Exactly as they appear, copy the lines from the start of the entries below to the line containing "advanced-search listing and", both ends included.
- - - - -
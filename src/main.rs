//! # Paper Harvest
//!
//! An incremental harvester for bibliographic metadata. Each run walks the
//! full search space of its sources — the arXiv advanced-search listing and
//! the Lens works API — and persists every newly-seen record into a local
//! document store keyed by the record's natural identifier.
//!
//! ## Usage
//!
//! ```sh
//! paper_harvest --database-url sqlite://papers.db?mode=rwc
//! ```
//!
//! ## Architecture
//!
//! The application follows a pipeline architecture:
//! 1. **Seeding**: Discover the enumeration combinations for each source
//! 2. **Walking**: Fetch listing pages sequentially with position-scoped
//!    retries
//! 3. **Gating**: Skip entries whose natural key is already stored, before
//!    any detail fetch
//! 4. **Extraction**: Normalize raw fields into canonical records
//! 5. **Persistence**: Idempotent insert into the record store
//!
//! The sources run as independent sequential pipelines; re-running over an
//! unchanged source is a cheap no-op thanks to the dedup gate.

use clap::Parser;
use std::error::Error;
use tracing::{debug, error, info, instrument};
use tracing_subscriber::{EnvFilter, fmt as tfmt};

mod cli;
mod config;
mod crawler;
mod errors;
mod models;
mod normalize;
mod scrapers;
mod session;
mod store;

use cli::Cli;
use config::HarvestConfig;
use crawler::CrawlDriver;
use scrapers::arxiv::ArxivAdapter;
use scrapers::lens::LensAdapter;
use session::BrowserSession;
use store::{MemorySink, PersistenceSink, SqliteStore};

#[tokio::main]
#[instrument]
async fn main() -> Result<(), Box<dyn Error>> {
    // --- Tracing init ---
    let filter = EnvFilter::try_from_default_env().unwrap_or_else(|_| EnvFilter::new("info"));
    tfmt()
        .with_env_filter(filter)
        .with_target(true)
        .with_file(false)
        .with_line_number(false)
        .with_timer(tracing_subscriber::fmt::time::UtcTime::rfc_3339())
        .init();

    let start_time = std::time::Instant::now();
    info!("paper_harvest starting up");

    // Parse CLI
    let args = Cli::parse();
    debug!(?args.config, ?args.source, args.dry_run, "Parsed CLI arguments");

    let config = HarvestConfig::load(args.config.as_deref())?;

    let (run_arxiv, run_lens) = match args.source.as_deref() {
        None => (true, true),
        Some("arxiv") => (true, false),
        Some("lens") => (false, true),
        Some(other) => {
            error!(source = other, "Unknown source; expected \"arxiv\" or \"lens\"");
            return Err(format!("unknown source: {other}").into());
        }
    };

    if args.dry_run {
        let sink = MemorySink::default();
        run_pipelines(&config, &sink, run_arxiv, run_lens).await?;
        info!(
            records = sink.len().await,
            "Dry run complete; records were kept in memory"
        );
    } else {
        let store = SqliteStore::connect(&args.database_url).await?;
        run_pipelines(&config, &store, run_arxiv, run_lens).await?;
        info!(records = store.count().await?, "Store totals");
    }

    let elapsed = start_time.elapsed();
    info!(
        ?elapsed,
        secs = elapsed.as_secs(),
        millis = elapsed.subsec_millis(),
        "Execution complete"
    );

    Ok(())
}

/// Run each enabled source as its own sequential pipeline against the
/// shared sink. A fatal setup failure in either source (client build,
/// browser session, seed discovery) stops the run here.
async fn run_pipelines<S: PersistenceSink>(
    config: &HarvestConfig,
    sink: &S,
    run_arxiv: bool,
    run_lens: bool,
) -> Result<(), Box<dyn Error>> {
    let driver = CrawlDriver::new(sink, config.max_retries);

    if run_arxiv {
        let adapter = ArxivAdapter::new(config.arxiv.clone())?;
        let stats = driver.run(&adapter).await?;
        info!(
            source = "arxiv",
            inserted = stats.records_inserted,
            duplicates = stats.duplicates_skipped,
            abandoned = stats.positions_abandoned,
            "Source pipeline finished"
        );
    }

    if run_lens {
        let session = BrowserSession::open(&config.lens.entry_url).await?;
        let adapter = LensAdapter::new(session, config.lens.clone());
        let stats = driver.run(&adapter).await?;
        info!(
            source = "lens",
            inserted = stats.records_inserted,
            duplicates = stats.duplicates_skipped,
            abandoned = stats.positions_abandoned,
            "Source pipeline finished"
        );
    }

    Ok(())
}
- - - - -
Result of the task ::
filename src/main.rs
//! # Paper Harvest
//!
//! An incremental harvester for bibliographic metadata. Each run walks the
//! full search space of its sources — the arXiv advanced-search listing and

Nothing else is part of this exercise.